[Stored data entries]
========
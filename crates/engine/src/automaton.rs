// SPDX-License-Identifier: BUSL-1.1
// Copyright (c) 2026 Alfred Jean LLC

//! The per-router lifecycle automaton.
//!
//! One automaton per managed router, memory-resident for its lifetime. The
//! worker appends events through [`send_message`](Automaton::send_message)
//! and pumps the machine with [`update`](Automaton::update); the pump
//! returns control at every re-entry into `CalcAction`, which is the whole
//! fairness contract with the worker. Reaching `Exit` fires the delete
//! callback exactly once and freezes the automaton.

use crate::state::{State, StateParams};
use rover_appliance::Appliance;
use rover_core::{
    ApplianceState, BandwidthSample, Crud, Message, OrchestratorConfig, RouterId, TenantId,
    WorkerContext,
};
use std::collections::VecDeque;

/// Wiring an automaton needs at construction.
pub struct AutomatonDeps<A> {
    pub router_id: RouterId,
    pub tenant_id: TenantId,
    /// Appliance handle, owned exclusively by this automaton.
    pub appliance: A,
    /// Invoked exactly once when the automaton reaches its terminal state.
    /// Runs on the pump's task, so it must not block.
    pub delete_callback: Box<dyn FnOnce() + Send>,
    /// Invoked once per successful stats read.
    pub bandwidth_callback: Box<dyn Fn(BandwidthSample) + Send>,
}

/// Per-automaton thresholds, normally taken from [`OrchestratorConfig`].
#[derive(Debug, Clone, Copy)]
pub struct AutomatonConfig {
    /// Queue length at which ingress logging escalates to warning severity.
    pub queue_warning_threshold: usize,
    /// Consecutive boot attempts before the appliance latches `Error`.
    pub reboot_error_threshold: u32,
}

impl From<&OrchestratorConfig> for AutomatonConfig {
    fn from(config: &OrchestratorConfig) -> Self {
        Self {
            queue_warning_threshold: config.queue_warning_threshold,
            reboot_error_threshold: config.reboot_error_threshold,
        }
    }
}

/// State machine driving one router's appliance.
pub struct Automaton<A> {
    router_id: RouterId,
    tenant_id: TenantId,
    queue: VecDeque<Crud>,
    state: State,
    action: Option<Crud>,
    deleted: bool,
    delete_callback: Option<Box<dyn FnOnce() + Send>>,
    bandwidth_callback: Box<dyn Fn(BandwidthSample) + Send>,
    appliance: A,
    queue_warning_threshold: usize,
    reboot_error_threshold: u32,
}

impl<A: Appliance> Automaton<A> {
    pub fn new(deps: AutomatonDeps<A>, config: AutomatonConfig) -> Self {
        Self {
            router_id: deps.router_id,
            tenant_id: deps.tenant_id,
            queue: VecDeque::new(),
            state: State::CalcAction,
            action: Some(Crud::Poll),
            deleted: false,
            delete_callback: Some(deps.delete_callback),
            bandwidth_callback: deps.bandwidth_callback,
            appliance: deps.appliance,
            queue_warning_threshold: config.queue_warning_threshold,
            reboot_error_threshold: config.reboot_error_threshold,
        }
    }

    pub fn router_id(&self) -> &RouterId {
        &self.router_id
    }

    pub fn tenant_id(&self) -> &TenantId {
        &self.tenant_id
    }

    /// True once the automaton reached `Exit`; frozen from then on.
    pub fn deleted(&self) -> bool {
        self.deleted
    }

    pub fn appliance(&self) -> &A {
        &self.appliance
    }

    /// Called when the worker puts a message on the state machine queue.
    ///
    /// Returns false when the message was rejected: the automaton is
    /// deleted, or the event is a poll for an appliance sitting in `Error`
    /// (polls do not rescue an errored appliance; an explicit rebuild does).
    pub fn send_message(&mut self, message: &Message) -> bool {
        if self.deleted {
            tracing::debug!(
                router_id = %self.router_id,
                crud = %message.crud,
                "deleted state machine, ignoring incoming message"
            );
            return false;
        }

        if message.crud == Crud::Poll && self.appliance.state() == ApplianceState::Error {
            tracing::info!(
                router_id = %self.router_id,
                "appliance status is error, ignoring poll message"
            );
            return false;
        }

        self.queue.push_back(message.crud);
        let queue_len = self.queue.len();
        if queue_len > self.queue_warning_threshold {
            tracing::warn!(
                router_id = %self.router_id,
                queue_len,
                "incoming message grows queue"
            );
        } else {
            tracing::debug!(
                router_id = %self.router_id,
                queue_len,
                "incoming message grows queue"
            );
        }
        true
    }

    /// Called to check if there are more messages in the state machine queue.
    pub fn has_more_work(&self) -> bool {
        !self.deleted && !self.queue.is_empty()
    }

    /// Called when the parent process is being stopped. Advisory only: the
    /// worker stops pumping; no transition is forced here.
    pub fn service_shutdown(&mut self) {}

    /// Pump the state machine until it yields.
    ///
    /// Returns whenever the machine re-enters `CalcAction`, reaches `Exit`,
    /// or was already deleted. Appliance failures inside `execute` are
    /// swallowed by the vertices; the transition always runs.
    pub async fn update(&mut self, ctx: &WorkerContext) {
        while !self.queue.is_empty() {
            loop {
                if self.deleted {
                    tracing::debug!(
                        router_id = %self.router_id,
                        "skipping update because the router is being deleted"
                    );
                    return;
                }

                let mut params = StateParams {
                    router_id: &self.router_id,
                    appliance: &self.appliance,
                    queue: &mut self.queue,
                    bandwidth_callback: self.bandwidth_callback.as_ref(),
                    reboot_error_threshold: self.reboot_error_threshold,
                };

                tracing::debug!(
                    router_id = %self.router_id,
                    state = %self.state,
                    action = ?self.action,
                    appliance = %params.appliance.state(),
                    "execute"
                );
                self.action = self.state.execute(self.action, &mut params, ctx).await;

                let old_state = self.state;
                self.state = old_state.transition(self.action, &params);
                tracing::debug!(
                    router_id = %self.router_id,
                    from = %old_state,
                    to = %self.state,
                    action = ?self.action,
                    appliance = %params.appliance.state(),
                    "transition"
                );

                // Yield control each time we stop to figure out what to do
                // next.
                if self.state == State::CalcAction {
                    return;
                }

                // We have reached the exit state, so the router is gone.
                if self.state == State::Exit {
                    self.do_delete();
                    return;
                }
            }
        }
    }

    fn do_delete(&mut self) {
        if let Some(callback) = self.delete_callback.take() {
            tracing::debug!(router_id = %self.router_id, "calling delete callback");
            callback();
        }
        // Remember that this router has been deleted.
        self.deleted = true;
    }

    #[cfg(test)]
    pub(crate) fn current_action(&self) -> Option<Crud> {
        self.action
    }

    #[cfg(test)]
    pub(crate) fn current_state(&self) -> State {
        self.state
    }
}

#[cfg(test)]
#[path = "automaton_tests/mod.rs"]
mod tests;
========
__WHAT THIS TASK INVOLVES__
Where in the records does the word "WorkerContext" appear? Copy each line that holds it.

__RESULT__
    WorkerContext,
    pub async fn update(&mut self, ctx: &WorkerContext) {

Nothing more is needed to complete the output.